Esse genes, quando introduzidos em fibroblastos oriundos de pequenas biópsias de indivíduos adultos, transformaram-nos em células-tronco tão versáteis quanto as cobiçadas células-tronco embrionárias.
Com o advento das iPS, uma verdadeira revolução foi iniciada e perspectivas até pouco tempo inimagináveis para as ciências biomédicas começaram a surgir. No futuro é provável que as células iPS facilitem a descoberta de novos medicamentos e sejam utilizadas para criar órgãos para transplante sob medida, sem o risco de rejeição.
O coquetel original de Yamanaka para a reprogramação celular incluía os genes oct-4, klf-4, sox-2 e C-myc. Este último é o calcanhar de Aquiles da técnica: é um importante facilitador do processo de reprogramação, mas leva à formação de tumores.
Desde a última Copa do Mundo Yamanaka tenta contornar esse problema, e pelo visto acaba de conseguir. O novo coquetel de genes, apresentado pela primeira vez em sua conferência, inclui os mesmos oct4, sox2 e klf4, mas substitui o famigerado C-myc por um gene com função semelhante – porém não relacionado ao câncer –, o L-myc.

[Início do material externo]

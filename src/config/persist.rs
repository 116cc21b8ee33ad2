//! Configuration persistence using toml_edit to preserve formatting and comments.

use super::Config;
use anyhow::{Context, Result};
use std::path::Path;
use toml_edit::DocumentMut;

/// Save the config to a TOML file.
///
/// When the file already exists, each section is replaced in place so
/// comments and unrelated keys outside those sections survive.
pub fn save_config(path: &Path, config: &Config) -> Result<()> {
    let new_content =
        toml::to_string_pretty(config).with_context(|| "Failed to serialize config")?;
    let new_doc: DocumentMut = new_content
        .parse()
        .with_context(|| "Failed to parse serialized config")?;

    let doc = if path.exists() {
        let content = std::fs::read_to_string(path)
            .with_context(|| format!("Failed to read config file: {:?}", path))?;
        let mut doc: DocumentMut = content
            .parse()
            .with_context(|| format!("Failed to parse config file: {:?}", path))?;
        merge_sections(&mut doc, &new_doc);
        doc
    } else {
        new_doc
    };

    if let Some(parent) = path.parent().filter(|p| !p.as_os_str().is_empty()) {
        std::fs::create_dir_all(parent)
            .with_context(|| format!("Failed to create config directory: {:?}", parent))?;
    }
    std::fs::write(path, doc.to_string())
        .with_context(|| format!("Failed to write config file: {:?}", path))?;

    Ok(())
}

fn merge_sections(doc: &mut DocumentMut, new_doc: &DocumentMut) {
    for section in ["storage", "tracker", "resume", "player", "catalog"] {
        match new_doc.get(section) {
            Some(item) => match doc.get_mut(section).and_then(|i| i.as_table_mut()) {
                Some(table) => {
                    let new_keys: Vec<String> = item
                        .as_table()
                        .map(|t| t.iter().map(|(k, _)| k.to_string()).collect())
                        .unwrap_or_default();
                    let stale: Vec<String> = table
                        .iter()
                        .map(|(k, _)| k.to_string())
                        .filter(|k| !new_keys.contains(k))
                        .collect();
                    for key in stale {
                        table.remove(&key);
                    }
                    if let Some(new_table) = item.as_table() {
                        for (key, value) in new_table.iter() {
                            table[key] = value.clone();
                        }
                    }
                }
                None => doc[section] = item.clone(),
            },
            None => {
                doc.remove(section);
            }
        }
    }
}

#[cfg(test)]
mod tests {
    use super::*;
    use crate::config::load_config;

    #[test]
    fn test_save_and_reload() {
        let dir = tempfile::tempdir().unwrap();
        let path = dir.path().join("conf/gear5tv.toml");

        let mut config = Config::default();
        config.tracker.max_entries = 42;
        config.catalog.path = Some(dir.path().join("catalog.json"));
        save_config(&path, &config).unwrap();

        assert_eq!(load_config(&path).unwrap(), config);
    }

    #[test]
    fn test_preserves_comments() {
        let dir = tempfile::tempdir().unwrap();
        let path = dir.path().join("gear5tv.toml");
        std::fs::write(&path, "# my settings\n[tracker]\n# keep a lot\nmax_entries = 30\n").unwrap();

        let mut config = load_config(&path).unwrap();
        config.resume.max_items = 5;
        save_config(&path, &config).unwrap();

        let content = std::fs::read_to_string(&path).unwrap();
        assert!(content.contains("# my settings"));
        assert!(content.contains("max_entries = 30"));

        let reloaded = load_config(&path).unwrap();
        assert_eq!(reloaded.resume.max_items, 5);
        assert_eq!(reloaded.tracker.max_entries, 30);
    }
}
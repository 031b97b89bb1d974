//! Structural validation of lessons. The first issue found is reported.

use std::collections::HashSet;

use ck_cron::ValidationError;

use crate::types::{Koan, Lesson, BLANK};

#[derive(thiserror::Error, Debug, Clone, PartialEq)]
pub enum KoanIssue {
    #[error("koan must have {0}")]
    MissingField(&'static str),

    #[error("incomplete expression must contain __ placeholder")]
    MissingBlank,

    #[error("answer '{answer}' does not create a valid cron expression: {expression}: {source}")]
    InvalidAnswer {
        answer: String,
        expression: String,
        #[source]
        source: ValidationError,
    },
}

#[derive(thiserror::Error, Debug, Clone, PartialEq)]
pub enum LessonIssue {
    #[error("lesson must have a title")]
    MissingTitle,

    #[error("lesson must have at least one koan")]
    NoKoans,

    /// `index` is 1-based.
    #[error("koan {index}: {source}")]
    Koan {
        index: usize,
        #[source]
        source: KoanIssue,
    },

    #[error("duplicate koan ID: {0}")]
    DuplicateId(String),
}

pub fn validate_lesson(lesson: &Lesson) -> Result<(), LessonIssue> {
    if lesson.title.is_empty() {
        return Err(LessonIssue::MissingTitle);
    }
    if lesson.koans.is_empty() {
        return Err(LessonIssue::NoKoans);
    }

    let mut seen = HashSet::new();
    for (i, koan) in lesson.koans.iter().enumerate() {
        validate_koan(koan).map_err(|source| LessonIssue::Koan {
            index: i + 1,
            source,
        })?;
        if !seen.insert(koan.id.as_str()) {
            return Err(LessonIssue::DuplicateId(koan.id.clone()));
        }
    }
    Ok(())
}

pub fn validate_koan(koan: &Koan) -> Result<(), KoanIssue> {
    let required = [
        (&koan.id, "an ID"),
        (&koan.description, "a description"),
        (&koan.question, "a question"),
        (&koan.incomplete, "an incomplete expression"),
        (&koan.answer, "an answer"),
    ];
    if let Some((_, what)) = required.iter().find(|(value, _)| value.is_empty()) {
        return Err(KoanIssue::MissingField(*what));
    }

    if !koan.incomplete.contains(BLANK) {
        return Err(KoanIssue::MissingBlank);
    }

    let expression = koan.complete_expression();
    ck_cron::validate(&expression).map_err(|source| KoanIssue::InvalidAnswer {
        answer: koan.answer.clone(),
        expression,
        source,
    })
}
use chrono::{DateTime, Utc};

/// Aggregate progress against a known total number of koans.
#[derive(Debug, Clone, PartialEq)]
pub struct Stats {
    pub total_koans: usize,
    pub completed_koans: usize,
    pub remaining_koans: usize,
    pub percent_complete: f64,
    pub total_attempts: u32,
    pub total_hints_used: u32,
    pub started_at: DateTime<Utc>,
    pub updated_at: DateTime<Utc>,
}

impl Stats {
    pub fn is_complete(&self) -> bool {
        self.total_koans > 0 && self.remaining_koans == 0
    }
}
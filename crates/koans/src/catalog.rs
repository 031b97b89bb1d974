use std::path::{Path, PathBuf};

use ck_cron::ValidationError;
use ck_domain::error::Result;

use crate::loader;
use crate::types::{Koan, Lesson};

/// Outcome of re-validating one koan's completed expression.
#[derive(Debug, Clone)]
pub struct KoanCheck {
    pub koan_id: String,
    pub expression: String,
    pub error: Option<ValidationError>,
}

impl KoanCheck {
    pub fn passed(&self) -> bool {
        self.error.is_none()
    }
}

/// All loaded lessons, in file order.
pub struct Catalog {
    lessons: Vec<Lesson>,
    dir: PathBuf,
}

impl Catalog {
    pub fn load(dir: &Path, exclude: &[String]) -> Result<Self> {
        let lessons = loader::load_all_lessons(dir, exclude)?;
        let catalog = Self {
            lessons,
            dir: dir.to_path_buf(),
        };
        tracing::info!(
            lessons = catalog.lessons.len(),
            koans = catalog.total_koans(),
            "lesson catalog loaded"
        );
        Ok(catalog)
    }

    pub fn from_lessons(lessons: Vec<Lesson>) -> Self {
        Self {
            lessons,
            dir: PathBuf::new(),
        }
    }

    pub fn lessons(&self) -> &[Lesson] {
        &self.lessons
    }

    pub fn dir(&self) -> &Path {
        &self.dir
    }

    /// Every koan, flattened across lessons.
    pub fn all_koans(&self) -> Vec<&Koan> {
        self.lessons.iter().flat_map(|l| l.koans.iter()).collect()
    }

    pub fn find(&self, id: &str) -> Option<&Koan> {
        self.lessons
            .iter()
            .flat_map(|l| l.koans.iter())
            .find(|k| k.id == id)
    }

    pub fn total_koans(&self) -> usize {
        self.lessons.iter().map(|l| l.koans.len()).sum()
    }

    /// Validate every koan's completed expression.
    pub fn check_all(&self) -> Vec<KoanCheck> {
        self.all_koans()
            .into_iter()
            .map(|k| {
                let expression = k.complete_expression();
                let error = ck_cron::validate(&expression).err();
                KoanCheck {
                    koan_id: k.id.clone(),
                    expression,
                    error,
                }
            })
            .collect()
    }
}

#[cfg(test)]
mod tests {
    use super::*;

    fn koan(id: &str, incomplete: &str, answer: &str) -> Koan {
        Koan {
            id: id.into(),
            incomplete: incomplete.into(),
            answer: answer.into(),
            ..Koan::default()
        }
    }

    fn catalog() -> Catalog {
        Catalog::from_lessons(vec![
            Lesson {
                title: "One".into(),
                koans: vec![koan("a", "__ * * * *", "0"), koan("b", "0 __ * * *", "12")],
                ..Lesson::default()
            },
            Lesson {
                title: "Two".into(),
                koans: vec![koan("c", "* * * * __", "9")],
                ..Lesson::default()
            },
        ])
    }

    #[test]
    fn flattens_in_lesson_order() {
        let c = catalog();
        let ids: Vec<&str> = c.all_koans().iter().map(|k| k.id.as_str()).collect();
        assert_eq!(ids, ["a", "b", "c"]);
        assert_eq!(c.total_koans(), 3);
    }

    #[test]
    fn find_by_id() {
        let c = catalog();
        assert_eq!(c.find("c").map(|k| k.answer.as_str()), Some("9"));
        assert!(c.find("zzz").is_none());
    }

    #[test]
    fn check_all_reports_each_koan() {
        let checks = catalog().check_all();
        assert_eq!(checks.len(), 3);
        assert!(checks[0].passed());
        assert!(checks[1].passed());
        assert!(!checks[2].passed());
        assert_eq!(checks[2].expression, "* * * * 9");
        assert_eq!(checks[2].error.as_ref().and_then(|e| e.field_name()), Some("weekday"));
    }
}
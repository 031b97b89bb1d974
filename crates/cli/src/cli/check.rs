use ck_cron::ValidationError;

use crate::ui;

/// Validate `expression` and return its description.
pub fn render(expression: &str) -> Result<String, ValidationError> {
    ck_cron::validate(expression)?;
    Ok(ck_cron::describe(expression))
}

/// Print the verdict for one expression. Returns `false` when invalid.
pub fn run(expression: &str) -> bool {
    match render(expression) {
        Ok(description) => {
            ui::success(&format!("Valid: {}", expression.trim()));
            println!("  {description}");
            true
        }
        Err(e) => {
            ui::error(&format!("Invalid: {e}"));
            false
        }
    }
}

#[cfg(test)]
mod tests {
    use super::*;

    #[test]
    fn valid_expression_is_described() {
        assert_eq!(render("*/5 * * * 1-5").unwrap(), "at minute every 5, on weekday 1-5");
        assert_eq!(
            render("@hourly").unwrap(),
            "Once an hour at the start of the hour (0 * * * *)"
        );
    }

    #[test]
    fn invalid_expression_reports_the_field() {
        let err = render("0 25 * * *").unwrap_err();
        assert_eq!(err.to_string(), "field 2 (hour): value 25 out of bounds [0-23]");
        assert!(!run("0 25 * * *"));
    }
}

A equipe de Yamanaka fez essa substituição (C-myc pelo L-myc) e aproveitou para silenciar p53, um gene que interfere negativamente com o fenômeno de reprogramação. As células iPS geradas com a nova técnica são mais seguras do ponto de vista terapêutico do que a primeira versão de iPS, já que eliminam o problemático C-myc. Além disso, passaram pelos testes de qualidade que indicam a capacidade de formar qualquer tecido do corpo, da mesma forma que células-tronco provenientes de embriões.
Deepak Srivastava, do Instituto Gladstone de São Francisco, também marcou um golaço ao anunciar a geração de cardiomiócitos a partir de fibroblastos de camundongos.

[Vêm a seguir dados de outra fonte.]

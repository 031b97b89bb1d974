use serde::{Deserialize, Serialize};

// ━━━━━━━━━━━━━━━━━━━━━━━━━━━━━━━━━━━━━━━━━━━━━━━━━━━━━━━━━━━━━━━━━━
// Logging configuration
// ━━━━━━━━━━━━━━━━━━━━━━━━━━━━━━━━━━━━━━━━━━━━━━━━━━━━━━━━━━━━━━━━━━

/// Log output settings.
///
/// Logs always go to stderr so stdout stays free for the koan session.
/// `RUST_LOG`, when set, takes precedence over `filter`.
#[derive(Debug, Clone, Serialize, Deserialize)]
pub struct LoggingConfig {
    /// `tracing_subscriber::EnvFilter` directive (e.g. `warn,ck_koans=debug`).
    #[serde(default = "d_filter")]
    pub filter: String,

    /// Emit JSON lines instead of the compact human format.
    #[serde(default)]
    pub json: bool,
}

impl Default for LoggingConfig {
    fn default() -> Self {
        Self {
            filter: d_filter(),
            json: false,
        }
    }
}

fn d_filter() -> String {
    "warn".into()
}

// ━━━━━━━━━━━━━━━━━━━━━━━━━━━━━━━━━━━━━━━━━━━━━━━━━━━━━━━━━━━━━━━━━━
// Tests
// ━━━━━━━━━━━━━━━━━━━━━━━━━━━━━━━━━━━━━━━━━━━━━━━━━━━━━━━━━━━━━━━━━━
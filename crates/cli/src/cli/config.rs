use ck_domain::config::{Config, ConfigSeverity};

/// Parse and validate the config, printing any issues.
///
/// Returns `false` when errors are found.
pub fn validate(config: &Config, config_path: &str) -> bool {
    let issues = config.validate();

    if issues.is_empty() {
        println!("Config OK ({config_path})");
        return true;
    }

    let error_count = issues
        .iter()
        .filter(|e| e.severity == ConfigSeverity::Error)
        .count();
    let warning_count = issues.len() - error_count;

    for issue in &issues {
        println!("{issue}");
    }

    println!("\n{error_count} error(s), {warning_count} warning(s) in {config_path}");

    error_count == 0
}

/// Dump the resolved config (with all defaults filled in) as TOML.
pub fn show(config: &Config) -> anyhow::Result<()> {
    let output = toml::to_string_pretty(config)
        .map_err(|e| anyhow::anyhow!("failed to serialize config: {e}"))?;
    print!("{output}");
    Ok(())
}
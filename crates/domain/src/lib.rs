//! Shared types for the cronkoans crates: error, configuration, trace events.

pub mod config;
pub mod error;
pub mod trace;
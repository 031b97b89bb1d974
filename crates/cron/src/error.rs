use std::fmt;

/// Which end of a `start-end` range a diagnostic refers to.
#[derive(Debug, Clone, Copy, PartialEq, Eq)]
pub enum RangeBound {
    Start,
    End,
}

impl fmt::Display for RangeBound {
    fn fmt(&self, f: &mut fmt::Formatter<'_>) -> fmt::Result {
        match self {
            RangeBound::Start => write!(f, "start"),
            RangeBound::End => write!(f, "end"),
        }
    }
}

/// Failure inside a single field term.
#[derive(thiserror::Error, Debug, Clone, PartialEq, Eq)]
pub enum TermError {
    #[error("invalid step value: {step} (must be a positive integer)")]
    InvalidStep { step: String },

    #[error("invalid step syntax: {term}")]
    InvalidStepSyntax { term: String },

    #[error("invalid range syntax: {range}")]
    InvalidRangeSyntax { range: String },

    #[error("invalid range {bound}: {text}")]
    InvalidRangeBound { bound: RangeBound, text: String },

    #[error("range {bound} {value} out of bounds [{min}-{max}]")]
    RangeBoundOutOfDomain {
        bound: RangeBound,
        value: i64,
        min: i64,
        max: i64,
    },

    #[error("range start {start} cannot be greater than end {end}")]
    InvalidRangeOrder { start: i64, end: i64 },

    #[error("invalid value: {text}")]
    InvalidValue { text: String },

    #[error("value {value} out of bounds [{min}-{max}]")]
    ValueOutOfDomain { value: i64, min: i64, max: i64 },
}

/// Failure of a whole expression.
#[derive(thiserror::Error, Debug, Clone, PartialEq, Eq)]
pub enum ValidationError {
    #[error(
        "cron expression must have exactly {expected} fields \
         (minute hour day-of-month month weekday), got {actual}"
    )]
    FieldCountMismatch { expected: usize, actual: usize },

    /// `position` is 1-based.
    #[error("field {position} ({name}): {source}")]
    Field {
        position: usize,
        name: &'static str,
        #[source]
        source: TermError,
    },
}

/// Flat error taxonomy, independent of where in the expression it occurred.
#[derive(Debug, Clone, Copy, PartialEq, Eq)]
pub enum ErrorKind {
    FieldCountMismatch,
    InvalidStep,
    InvalidStepSyntax,
    InvalidRangeSyntax,
    InvalidRangeBound,
    RangeBoundOutOfDomain,
    InvalidRangeOrder,
    InvalidValue,
    ValueOutOfDomain,
}

impl TermError {
    pub fn kind(&self) -> ErrorKind {
        match self {
            TermError::InvalidStep { .. } => ErrorKind::InvalidStep,
            TermError::InvalidStepSyntax { .. } => ErrorKind::InvalidStepSyntax,
            TermError::InvalidRangeSyntax { .. } => ErrorKind::InvalidRangeSyntax,
            TermError::InvalidRangeBound { .. } => ErrorKind::InvalidRangeBound,
            TermError::RangeBoundOutOfDomain { .. } => ErrorKind::RangeBoundOutOfDomain,
            TermError::InvalidRangeOrder { .. } => ErrorKind::InvalidRangeOrder,
            TermError::InvalidValue { .. } => ErrorKind::InvalidValue,
            TermError::ValueOutOfDomain { .. } => ErrorKind::ValueOutOfDomain,
        }
    }
}

impl ValidationError {
    pub fn kind(&self) -> ErrorKind {
        match self {
            ValidationError::FieldCountMismatch { .. } => ErrorKind::FieldCountMismatch,
            ValidationError::Field { source, .. } => source.kind(),
        }
    }

    /// Name of the failing field, if the failure is field-specific.
    pub fn field_name(&self) -> Option<&'static str> {
        match self {
            ValidationError::FieldCountMismatch { .. } => None,
            ValidationError::Field { name, .. } => Some(name),
        }
    }

    /// 1-based position of the failing field, if the failure is field-specific.
    pub fn position(&self) -> Option<usize> {
        match self {
            ValidationError::FieldCountMismatch { .. } => None,
            ValidationError::Field { position, .. } => Some(*position),
        }
    }
}

#[cfg(test)]
mod tests {
    use super::*;

    #[test]
    fn field_error_display_names_position_and_bounds() {
        let err = ValidationError::Field {
            position: 1,
            name: "minute",
            source: TermError::ValueOutOfDomain {
                value: 60,
                min: 0,
                max: 59,
            },
        };
        assert_eq!(err.to_string(), "field 1 (minute): value 60 out of bounds [0-59]");
        assert_eq!(err.kind(), ErrorKind::ValueOutOfDomain);
        assert_eq!(err.field_name(), Some("minute"));
        assert_eq!(err.position(), Some(1));
    }

    #[test]
    fn count_mismatch_has_no_field() {
        let err = ValidationError::FieldCountMismatch {
            expected: 5,
            actual: 3,
        };
        assert!(err.to_string().ends_with("got 3"));
        assert_eq!(err.kind(), ErrorKind::FieldCountMismatch);
        assert!(err.field_name().is_none());
        assert!(err.position().is_none());
    }

    #[test]
    fn range_bound_display() {
        let err = TermError::RangeBoundOutOfDomain {
            bound: RangeBound::End,
            value: 25,
            min: 0,
            max: 23,
        };
        assert_eq!(err.to_string(), "range end 25 out of bounds [0-23]");
    }
}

Ajudado por vírus com papel de cavalos de Tróia, levou para dentro das células da pele genes importantes para o desenvolvimento cardíaco. Em alguns dias apareceram as primeiras células pulsantes que lembraram um coração em plena atividade.
Em outras palavras, Srivastava converteu pele em coração sem um entreposto, sem precisar que os fibroblastos da pele retornassem ao estágio embrionário, como acontece no caso das iPS.

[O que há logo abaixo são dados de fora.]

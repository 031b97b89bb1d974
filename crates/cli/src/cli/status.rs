use ck_koans::Catalog;
use ck_progress::Tracker;

use crate::prompt::Prompter;
use crate::ui;

pub fn status(catalog: &Catalog, tracker: &Tracker) {
    let stats = tracker.stats(catalog.total_koans());
    ui::progress(&stats);
    if tracker.exists() {
        println!("  File:       {}", tracker.path().display());
    } else {
        println!("  File:       (not yet written)");
    }
}

pub fn list(catalog: &Catalog, tracker: &Tracker) {
    ui::lesson_list(catalog.lessons(), tracker);
}

/// Reset all progress, asking first unless `yes` is set. Returns whether
/// anything was reset.
pub fn reset(tracker: &Tracker, yes: bool, prompter: &mut impl Prompter) -> anyhow::Result<bool> {
    if !tracker.exists() {
        ui::info("No progress to reset.");
        return Ok(false);
    }
    if !yes && !prompter.confirm("Reset all progress?") {
        ui::info("Reset cancelled.");
        return Ok(false);
    }
    tracker.reset()?;
    ui::success("Progress reset.");
    Ok(true)
}

#[cfg(test)]
mod tests {
    use super::*;

    struct Answer(bool);

    impl Prompter for Answer {
        fn answer(&mut self) -> Option<String> {
            None
        }
        fn confirm(&mut self, _question: &str) -> bool {
            self.0
        }
        fn pause(&mut self) {}
    }

    fn tracker_with_progress() -> (tempfile::TempDir, Tracker) {
        let tmp = tempfile::tempdir().unwrap();
        let tracker = Tracker::open(&tmp.path().join("progress.json")).unwrap();
        tracker.mark_completed("a", 1, 0).unwrap();
        (tmp, tracker)
    }

    #[test]
    fn reset_without_file_is_a_no_op() {
        let tmp = tempfile::tempdir().unwrap();
        let tracker = Tracker::open(&tmp.path().join("progress.json")).unwrap();
        assert!(!reset(&tracker, true, &mut Answer(true)).unwrap());
        assert!(!tracker.exists());
    }

    #[test]
    fn declined_confirmation_keeps_progress() {
        let (_tmp, tracker) = tracker_with_progress();
        assert!(!reset(&tracker, false, &mut Answer(false)).unwrap());
        assert!(tracker.is_completed("a"));
    }

    #[test]
    fn yes_flag_skips_confirmation() {
        let (_tmp, tracker) = tracker_with_progress();
        assert!(reset(&tracker, true, &mut Answer(false)).unwrap());
        assert_eq!(tracker.completed_count(), 0);
    }
}
//! The `cronkoans` command-line learning tool.

pub mod cli;
pub mod prompt;
pub mod session;
pub mod ui;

Imagine que, a longo prazo, o coquetel desenvolvido por Srivastava e equipe poderá ser injetado em pessoas com problemas cardíacos, favorecendo a regeneração de um coração combalido.
Em janeiro desse ano, Marius Wernig, da Universidade da Califórnia, havia anunciado façanha semelhante, transformando células da pele de camundongos em neurônios. Tanto Srivastava quanto Wernig ainda não conseguiram repetir o feito com células humanas, mas para muitos, entre os quais este que vos escreve, é questão de tempo.
Brasileiros identificam novo gene conversor
Quem também fez bonito recentemente foi a equipe do Instituto Nacional de Ciência e Tecnologia em Terapia Celular de Ribeirão Preto.
O time de pesquisadores liderado por Dimas Covas descreveu um novo gene capaz de facilitar a reprogramação de células da pele. Tcl1a está presente em células-tronco embrionárias e foi associado à progressão de linfomas. Quando combinado a C-myc e sox-2, “forçou” a reprogramação parcial de fibroblastos humanos. O processo demora pouco mais de duas semanas. É metade do tempo necessário para uma reprogramação plena utilizando-se a receita original descrita por Shinya Yamanaka.
Apesar das células da equipe da Faculdade de Medicina de Ribeirão Preto não poderem ser consideradas iPS genuínas, o trabalho acrescenta um novo gene na lista daqueles que promovem a reprogramação celular.
Não menos importante, trata-se do primeiro artigo científico do país sobre o tema, dentre os 526 publicados em todo o mundo até hoje.
Com tantas histórias de sucesso só nas últimas semanas, a copa do mundo da pesquisa científica segue com média de gols superior ao torneio de futebol da África do Sul.
* Neurocientista, professor do Instituto de Ciências Biomédicas da UFRJ.